FERNANDO BRITO, no Tijolaço
Leio muitas bobagens – parte delas bem intencionadas, até – que atribuem o drama que atravessamos aos “caprichos” de Lula em querer manter-se candidato e de não ter reconhecido que Ciro seria candidato mais bem sucedido na disputa.
Outros dizem que “faltou autocrítica” ao PT pelos desvios de conduta de alguns de seus integrantes, numa visão de um imaginário “leninismo católico”, numa visão de que o arrependimento produziria a epifania da verdade e a conversão às boas políticas.
Não nego nem a uma nem a outra atitude importância na política, mas jamais as vejo quando distancio o olhar para o panorama histórico.
A presença de alguém como Jair Bolsonaro como símbolo e líder da direita brasileira não é um acidente provocado pela “teimosia” de Lula ou porque alguns picaretas do PT e de outros partidos abocanharam dinheiros públicos.

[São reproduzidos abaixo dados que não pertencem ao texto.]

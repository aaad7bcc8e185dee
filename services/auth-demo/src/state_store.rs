//! Per-client flow state kept in cookies
//!
//! State and verifier survive exactly one round trip through Ory. Integrity
//! is not signed; the state comparison plus HttpOnly/Secure/SameSite=Lax
//! carry the security.

use axum_extra::extract::cookie::{Cookie, CookieJar, SameSite};
use ory_auth::{FlowState, PersistedFlow};

pub const STATE_COOKIE: &str = "ory_demo_state";
pub const VERIFIER_COOKIE: &str = "ory_demo_verifier";

/// Lifetime of an in-flight login attempt
pub const DEFAULT_TTL: time::Duration = time::Duration::seconds(600);

fn flow_cookie(name: &'static str, value: String, ttl: time::Duration) -> Cookie<'static> {
    Cookie::build((name, value))
        .http_only(true)
        .secure(true)
        .same_site(SameSite::Lax)
        .path("/")
        .max_age(ttl)
        .build()
}

pub fn persist(jar: CookieJar, name: &'static str, value: &str, ttl: time::Duration) -> CookieJar {
    jar.add(flow_cookie(name, value.to_owned(), ttl))
}

/// Value sent back by the browser, if any. Empty values count as missing.
pub fn retrieve(jar: &CookieJar, name: &str) -> Option<String> {
    jar.get(name)
        .map(|cookie| cookie.value().to_owned())
        .filter(|value| !value.is_empty())
}

/// Overwrite with an empty, already-expired cookie carrying the same attributes.
pub fn invalidate(jar: CookieJar, name: &'static str) -> CookieJar {
    jar.add(flow_cookie(name, String::new(), time::Duration::ZERO))
}

pub fn persist_flow(jar: CookieJar, flow: &FlowState) -> CookieJar {
    let jar = persist(jar, STATE_COOKIE, &flow.state, DEFAULT_TTL);
    persist(jar, VERIFIER_COOKIE, &flow.code_verifier, DEFAULT_TTL)
}

pub fn load_flow(jar: &CookieJar) -> PersistedFlow {
    PersistedFlow {
        state: retrieve(jar, STATE_COOKIE),
        code_verifier: retrieve(jar, VERIFIER_COOKIE),
    }
}

pub fn clear_flow(jar: CookieJar) -> CookieJar {
    invalidate(invalidate(jar, STATE_COOKIE), VERIFIER_COOKIE)
}
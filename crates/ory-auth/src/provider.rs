//! Ory project and client registration settings

use common::Secret;

use crate::constants::{AUTHORIZE_PATH, TOKEN_PATH, USERINFO_PATH};

/// Client registration at an Ory project.
///
/// Built once at startup and shared read-only. When `client_secret` is
/// `None` the client authenticates as a public client (PKCE only, with
/// `client_id` in the token request body).
#[derive(Debug, Clone)]
pub struct ProviderConfig {
    base_url: String,
    client_id: String,
    client_secret: Option<Secret<String>>,
}

impl ProviderConfig {
    pub fn new(
        base_url: impl Into<String>,
        client_id: impl Into<String>,
        client_secret: Option<Secret<String>>,
    ) -> Self {
        let base_url = base_url.into();
        Self {
            base_url: base_url.trim_end_matches('/').to_owned(),
            client_id: client_id.into(),
            client_secret,
        }
    }

    /// Ory project URL without a trailing slash
    pub fn base_url(&self) -> &str {
        &self.base_url
    }

    pub fn client_id(&self) -> &str {
        &self.client_id
    }

    pub fn client_secret(&self) -> Option<&Secret<String>> {
        self.client_secret.as_ref()
    }

    pub fn has_client_secret(&self) -> bool {
        self.client_secret.is_some()
    }

    pub fn authorization_endpoint(&self) -> String {
        format!("{}{AUTHORIZE_PATH}", self.base_url)
    }

    pub fn token_endpoint(&self) -> String {
        format!("{}{TOKEN_PATH}", self.base_url)
    }

    pub fn userinfo_endpoint(&self) -> String {
        format!("{}{USERINFO_PATH}", self.base_url)
    }
}
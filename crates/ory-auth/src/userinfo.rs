//! OIDC userinfo lookup
//!
//! Best-effort enrichment after a successful code exchange. Any failure
//! simply leaves the profile out of the result.

use std::time::Duration;

use serde_json::Value;
use tracing::debug;

use crate::error::{Error, Result};
use crate::outcome::BestEffort;
use crate::provider::ProviderConfig;

/// GET the userinfo endpoint with the access token as a Bearer credential.
pub async fn fetch_userinfo(
    client: &reqwest::Client,
    provider: &ProviderConfig,
    access_token: &str,
    timeout: Duration,
) -> Result<Value> {
    let response = client
        .get(provider.userinfo_endpoint())
        .bearer_auth(access_token)
        .timeout(timeout)
        .send()
        .await
        .map_err(|e| Error::Http(format!("userinfo request failed: {e}")))?;

    let status = response.status();
    if !status.is_success() {
        return Err(Error::UserinfoStatus(status.as_u16()));
    }

    response
        .json::<Value>()
        .await
        .map_err(|e| Error::InvalidUserinfo(e.to_string()))
}

/// Fetch the profile, degrading instead of failing.
pub async fn fetch_profile(
    client: &reqwest::Client,
    provider: &ProviderConfig,
    access_token: &str,
    timeout: Duration,
) -> BestEffort<Value> {
    let outcome =
        BestEffort::from_result(fetch_userinfo(client, provider, access_token, timeout).await);
    if let BestEffort::Degraded { reason } = &outcome {
        debug!(reason = %reason, "userinfo unavailable, continuing without profile");
    }
    outcome
}
//! HTML pages served by the demo
//!
//! Every interpolated value goes through `escape_html`; provider error
//! descriptions and token endpoint bodies are attacker-influenced.

use ory_auth::{CallbackOutcome, ProviderConfig, SCOPES, claims_for_display};
use serde_json::Value;

const STYLE: &str = "body{font-family:system-ui,sans-serif;background:#f4f5f7;margin:0;padding:40px}\
.card{max-width:760px;margin:0 auto;background:#fff;border-radius:8px;padding:24px 32px;box-shadow:0 1px 3px rgba(0,0,0,.1)}\
.p{margin:6px 0}.warn{background:#fff4e5;border-left:4px solid #f59e0b;padding:8px 12px;margin:12px 0}\
pre{background:#f6f8fa;padding:12px;overflow-x:auto;white-space:pre-wrap;word-break:break-all}\
.btn{display:inline-block;margin-top:16px;padding:10px 18px;background:#4f46e5;color:#fff;border-radius:6px;text-decoration:none}";

fn layout(title: &str, body: &str) -> String {
    format!(
        "<!DOCTYPE html>\n<html lang=\"en\">\n<head>\n  <meta charset=\"utf-8\"><title>{title}</title>\n  \
         <style>{STYLE}</style>\n</head>\n<body>\n  <div class=\"card\">\n{body}\n  </div>\n</body>\n</html>\n"
    )
}

/// Configuration summary with a login link.
pub fn home_page(provider: &ProviderConfig, redirect_uri: &str) -> String {
    let secret_status = if provider.has_client_secret() {
        "configured"
    } else {
        "NOT SET"
    };
    let warning = if provider.has_client_secret() {
        String::new()
    } else {
        "    <div class=\"warn\">No client secret configured. Set ORY_CLIENT_SECRET or \
         <code>client_secret_file</code>, or register the client as public (PKCE only).</div>\n"
            .to_owned()
    };

    let body = format!(
        "    <h1>Ory OAuth2 Demo</h1>\n\
         \x20   <div class=\"p\"><b>Ory Project:</b> {base_url}</div>\n\
         \x20   <div class=\"p\"><b>Client ID:</b> {client_id}</div>\n\
         \x20   <div class=\"p\"><b>Redirect URI:</b> {redirect_uri}</div>\n\
         \x20   <div class=\"p\"><b>Scopes:</b> {SCOPES}</div>\n\
         \x20   <div class=\"p\"><b>Client Secret:</b> {secret_status}</div>\n\
         {warning}\
         \x20   <a class=\"btn\" href=\"/login\">Login with Ory</a>",
        base_url = escape_html(provider.base_url()),
        client_id = escape_html(provider.client_id()),
        redirect_uri = escape_html(redirect_uri),
    );
    layout("Ory Auth Demo", &body)
}

/// Diagnostic page for a failed or broken callback.
pub fn error_page(title: &str, detail: &str) -> String {
    let title = escape_html(title);
    let body = format!(
        "    <h1>{title}</h1>\n    <pre>{detail}</pre>\n    <a href=\"/\">Try again</a>",
        detail = escape_html(detail),
    );
    layout("Auth Error", &body)
}

/// Result page: redacted tokens, identity claims and, if fetched, the profile.
pub fn success_page(outcome: &CallbackOutcome) -> String {
    let tokens = pretty(&serde_json::to_value(&outcome.tokens).unwrap_or(Value::Null));
    let claims = pretty(&claims_for_display(&outcome.claims));
    let profile = outcome
        .profile
        .value()
        .map(|profile| {
            format!(
                "    <h2>UserInfo endpoint</h2>\n    <pre>{}</pre>\n",
                escape_html(&pretty(profile))
            )
        })
        .unwrap_or_default();

    let body = format!(
        "    <h1>Authorization Successful</h1>\n\
         \x20   <p class=\"sub\">Ory OAuth2 flow completed.</p>\n\
         \x20   <h2>Tokens received</h2>\n    <pre>{tokens}</pre>\n\
         \x20   <h2>ID Token claims</h2>\n    <pre>{claims}</pre>\n\
         {profile}\
         \x20   <a href=\"/\">Back to home</a>",
        tokens = escape_html(&tokens),
        claims = escape_html(&claims),
    );
    layout("Auth Success", &body)
}

fn pretty(value: &Value) -> String {
    serde_json::to_string_pretty(value).unwrap_or_else(|_| value.to_string())
}

pub fn escape_html(raw: &str) -> String {
    let mut escaped = String::with_capacity(raw.len());
    for c in raw.chars() {
        match c {
            '&' => escaped.push_str("&amp;"),
            '<' => escaped.push_str("&lt;"),
            '>' => escaped.push_str("&gt;"),
            '"' => escaped.push_str("&quot;"),
            '\'' => escaped.push_str("&#39;"),
            other => escaped.push(other),
        }
    }
    escaped
}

Bolsonaro é um produto, antes de tudo, da degradação da elite brasileira, que não consegue mais produzir valores minimamente civilizados capazes de sustentar o seu “não-projeto” para o país, o qual se resume, faz tempo, apenas na predação de nossas riquezas e do fruto do trabalho de nosso povo, na qual buscam ser os gerentes do entreposto.
Ou, no que, em uma palavra, se reduziu a economia: “O Mercado”.
As extensões burocráticas desta elite, as classes médias ligadas à burocracia estatal e privada sofreram, igual, este processo de degradação. E isso se expressa, com clareza solar, em todos os campos da cultura: literatura, música, arte em geral, nos símbolos de valor e inserção social, seja no consumo mais amplo, sejam nos ícones de indumentária, pertencimento coletivo, seja nos caminhos de identificação de valor dos indivíduos.
Tudo isso aconteceu, não apenas no período dos governos petistas, mas nos anteriores, especialmente na década de 90, em todos os campos – desde os mais altos, com a substituição dos capitães de indústria pelos “gestores de capitais” quanto no caldeirão da cultura social.
Há alguns anos, nele se jogou o ingrediente final, aquele que “engrossou o caldo”: a judicialização do país, criando os tribunais da inquisição que legitimaram a mídia para promover suas fogueiras de reputação, que levaram de roldão toda a camada dirigente da política, inclusive aqueles que lhes riscaram os fósforos.
Foram para o poste em meio às chamas com o monstro que ajudaram a criar.
O drama do Brasil não foi criado pela esquerda, pelo PT ou por seus erros, mas por um processo que, afinal, na aliança entre mídia e judiciário encontrou a forma de empalmar o poder, ainda que com a mais tosca de suas criaturas.
Este é o ponto central, o resto – inclusive as opções políticas de cada corrente política que, em tese, deveriam fluir naturalmente no confronto de 2° turno – é apenas o confeito deste bolo fétido.
São longas digressões que se deve fazer e isso não cabe no momento de combate final de duas semanas contra o triunfo do fascismo. Mas é importante para que não se caia num processo de autofagia que nos imobilize na luta.
É tudo o que querem nossos adversários, que forjaram a sólida aliança da mediocridade com o fanatismo.
De nós não esperem sejamos cúmplices nisso. Vamos chamar, chamar, chamar até ficarmos roucos todos os que têm, conosco, o dever de partilhar esta luta de salvação do Brasil.